PITCHING IN: Darren Moore from Thiess Services (front) with Melanie Ryan from the International River Foundation and Phil Smith from the Bremer River Fund at a planting program at Tite Family Park in North Booval.
PITCHING IN: Darren Moore from Thiess Services (front) with Melanie Ryan from the International River Foundation and Phil Smith from the Bremer River Fund at a planting program at Tite Family Park in North Booval.
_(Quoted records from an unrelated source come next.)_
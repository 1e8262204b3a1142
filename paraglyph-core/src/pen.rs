//! Contour accumulation pen.
//!
//! [`ContourPen`] receives the same command vocabulary as a font pen
//! (`move_to` / `line_to` / `quad_to` / `curve_to` / `close`) and builds an
//! [`Outline`]. Coordinates are Y-up font design units.

use kurbo::Point;

use paraglyph_graphics::types::{Contour, Outline, Segment, EPSILON};

/// Accumulates closed contours into an [`Outline`].
///
/// `close` materializes the closing line back to the contour's start when
/// the last point does not already coincide with it, so every finished
/// contour ends exactly where it began.
#[derive(Debug, Default)]
pub struct ContourPen {
    contours: Vec<Contour>,
    current: Option<Contour>,
}

impl ContourPen {
    #[must_use]
    pub fn new() -> Self {
        Self::default()
    }

    /// Start a new contour. An unclosed previous contour is closed first.
    pub fn move_to(&mut self, p: impl Into<Point>) {
        self.close();
        self.current = Some(Contour::new(p.into(), Vec::new()));
    }

    /// Straight line to the point. Ignored when no contour is open.
    pub fn line_to(&mut self, p: impl Into<Point>) {
        if let Some(c) = self.current.as_mut() {
            c.segments.push(Segment::LineTo(p.into()));
        }
    }

    /// Quadratic Bezier through one control point.
    pub fn quad_to(&mut self, control: impl Into<Point>, p: impl Into<Point>) {
        if let Some(c) = self.current.as_mut() {
            c.segments.push(Segment::QuadTo(control.into(), p.into()));
        }
    }

    /// Cubic Bezier through two control points.
    pub fn curve_to(
        &mut self,
        control1: impl Into<Point>,
        control2: impl Into<Point>,
        p: impl Into<Point>,
    ) {
        if let Some(c) = self.current.as_mut() {
            c.segments
                .push(Segment::CubicTo(control1.into(), control2.into(), p.into()));
        }
    }

    /// Close the current contour and append it to the outline.
    ///
    /// A contour with no segments is dropped (a bare `move_to` draws
    /// nothing).
    pub fn close(&mut self) {
        let Some(mut c) = self.current.take() else {
            return;
        };
        if c.segments.is_empty() {
            return;
        }
        let last = c.last_point();
        if (last.x - c.start.x).abs() >= EPSILON || (last.y - c.start.y).abs() >= EPSILON {
            c.segments.push(Segment::LineTo(c.start));
        }
        self.contours.push(c);
    }

    /// Finish drawing, closing any open contour, and return the outline.
    #[must_use]
    pub fn finish(mut self) -> Outline {
        self.close();
        Outline {
            contours: self.contours,
        }
    }
}

// ---------------------------------------------------------------------------
// Tests
// ---------------------------------------------------------------------------

#[cfg(test)]
mod tests {
    use super::*;
    use paraglyph_graphics::types::Winding;

    #[test]
    fn close_appends_closing_line() {
        let mut pen = ContourPen::new();
        pen.move_to((0.0, 0.0));
        pen.line_to((10.0, 0.0));
        pen.line_to((10.0, 10.0));
        pen.close();
        let outline = pen.finish();

        assert_eq!(outline.contours.len(), 1);
        let c = &outline.contours[0];
        assert!(c.is_closed());
        assert_eq!(c.segments.len(), 3);
    }

    #[test]
    fn close_is_idempotent_when_already_closed() {
        let mut pen = ContourPen::new();
        pen.move_to((0.0, 0.0));
        pen.line_to((5.0, 0.0));
        pen.line_to((5.0, 5.0));
        pen.line_to((0.0, 0.0));
        pen.close();
        let outline = pen.finish();
        assert_eq!(outline.contours[0].segments.len(), 3);
    }

    #[test]
    fn move_to_closes_previous_contour() {
        let mut pen = ContourPen::new();
        pen.move_to((0.0, 0.0));
        pen.line_to((1.0, 0.0));
        pen.line_to((1.0, 1.0));
        pen.move_to((10.0, 10.0));
        pen.line_to((11.0, 10.0));
        pen.line_to((11.0, 11.0));
        let outline = pen.finish();

        assert_eq!(outline.contours.len(), 2);
        assert!(outline.contours.iter().all(Contour::is_closed));
    }

    #[test]
    fn bare_move_to_draws_nothing() {
        let mut pen = ContourPen::new();
        pen.move_to((3.0, 3.0));
        let outline = pen.finish();
        assert!(outline.is_empty());
    }

    #[test]
    fn quad_and_cubic_segments_recorded() {
        let mut pen = ContourPen::new();
        pen.move_to((0.0, 0.0));
        pen.quad_to((1.0, 1.0), (2.0, 0.0));
        pen.curve_to((3.0, 1.0), (4.0, 1.0), (5.0, 0.0));
        pen.close();
        let outline = pen.finish();

        let c = &outline.contours[0];
        assert!(matches!(c.segments[0], Segment::QuadTo(_, _)));
        assert!(matches!(c.segments[1], Segment::CubicTo(_, _, _)));
        assert!(c.is_closed());
    }

    #[test]
    fn winding_of_drawn_square() {
        let mut pen = ContourPen::new();
        pen.move_to((0.0, 0.0));
        pen.line_to((4.0, 0.0));
        pen.line_to((4.0, 4.0));
        pen.line_to((0.0, 4.0));
        pen.close();
        let outline = pen.finish();
        assert_eq!(outline.contours[0].winding(), Winding::CounterClockwise);
    }
}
David Nielsen

D+ and a D- for Bremer in 2014 Healthy Waterways Report Card

DRY conditions in the past year saw the health of the Bremer River drop from a C- to a D+ in the upper reaches and remain a D- along the estuary in this year's Healthy Waterways Report Card.

Although freshwater grades throughout south-east Queensland declined this year, there was a slight improvement in the overall health of Moreton Bay, which increased from a C in 2013 to a B-.

The Bremer estuary (from the city reaches to the Brisbane River) was reported to have a slight increase in dissolved oxygen while the upper reaches declined in all indicators this year.

Healthy Waterways Dr Paul Maxwell said the dry weather combined with the lack of riverbank vegetation and channel and gully erosion in the Bremer and its tributaries impacted on the health of the river.

This year has seen the lowest rainfall in south-east Queensland since Healthy Waterways started the assessment in 2000. The last decent run-off into the Bremer was in March.

Chairman of Healthy Waterways' Scientific Expert Panel, Professor Stuart Bunn, said the major issue affecting waterway health in south-east Queensland continued to be the increasing amount of sediment entering our waterways.

"In order to protect and improve waterway health, we need to manage runoff from expanding urban areas, restore riparian areas along degraded waterways and protect existing riverbank vegetation," Professor Bunn said.

Following major upgrades to the region's wastewater plants to improve sediment and nutrient loads, the Bremer has gone from an F to a D- in the past two years.

Ipswich City Council is now focussing on managing sediment in the upper catchment through replanting riparian corridors.

Environment and Conservation Committee chairwoman Heather Morrow said more than 11,000 trees had been planted along Bundamba Creek during the past year with community groups.

She said revegetation would provide stability to the riverbanks to prevent erosion and shade to provide better fish habitat.

The report says during normal conditions, the Bremer does not receive enough water in its catchments to flush out impurities. This results in poor water quality with high levels of turbidity, nutrients and bacteria.

The deadly bacteria E. coli became an issue after the 2011 floods, with Ipswich City Council closing recreational use of the river. Water treatment plants damaged in the flooding disaster caused the bacterial outbreak and while all were swiftly repaired, E. coli levels remained unsafe for several months.

Defence officials from RAAF Base Amberley have also previously admitted their site had contaminated a creek which runs into the Bremer River, with cancer-causing chemicals. In 2009, Environmental Protection Agency tests showed the creek was high in cadmium, nickel, mercury and chromium; polluting the waterway to an unsafe level.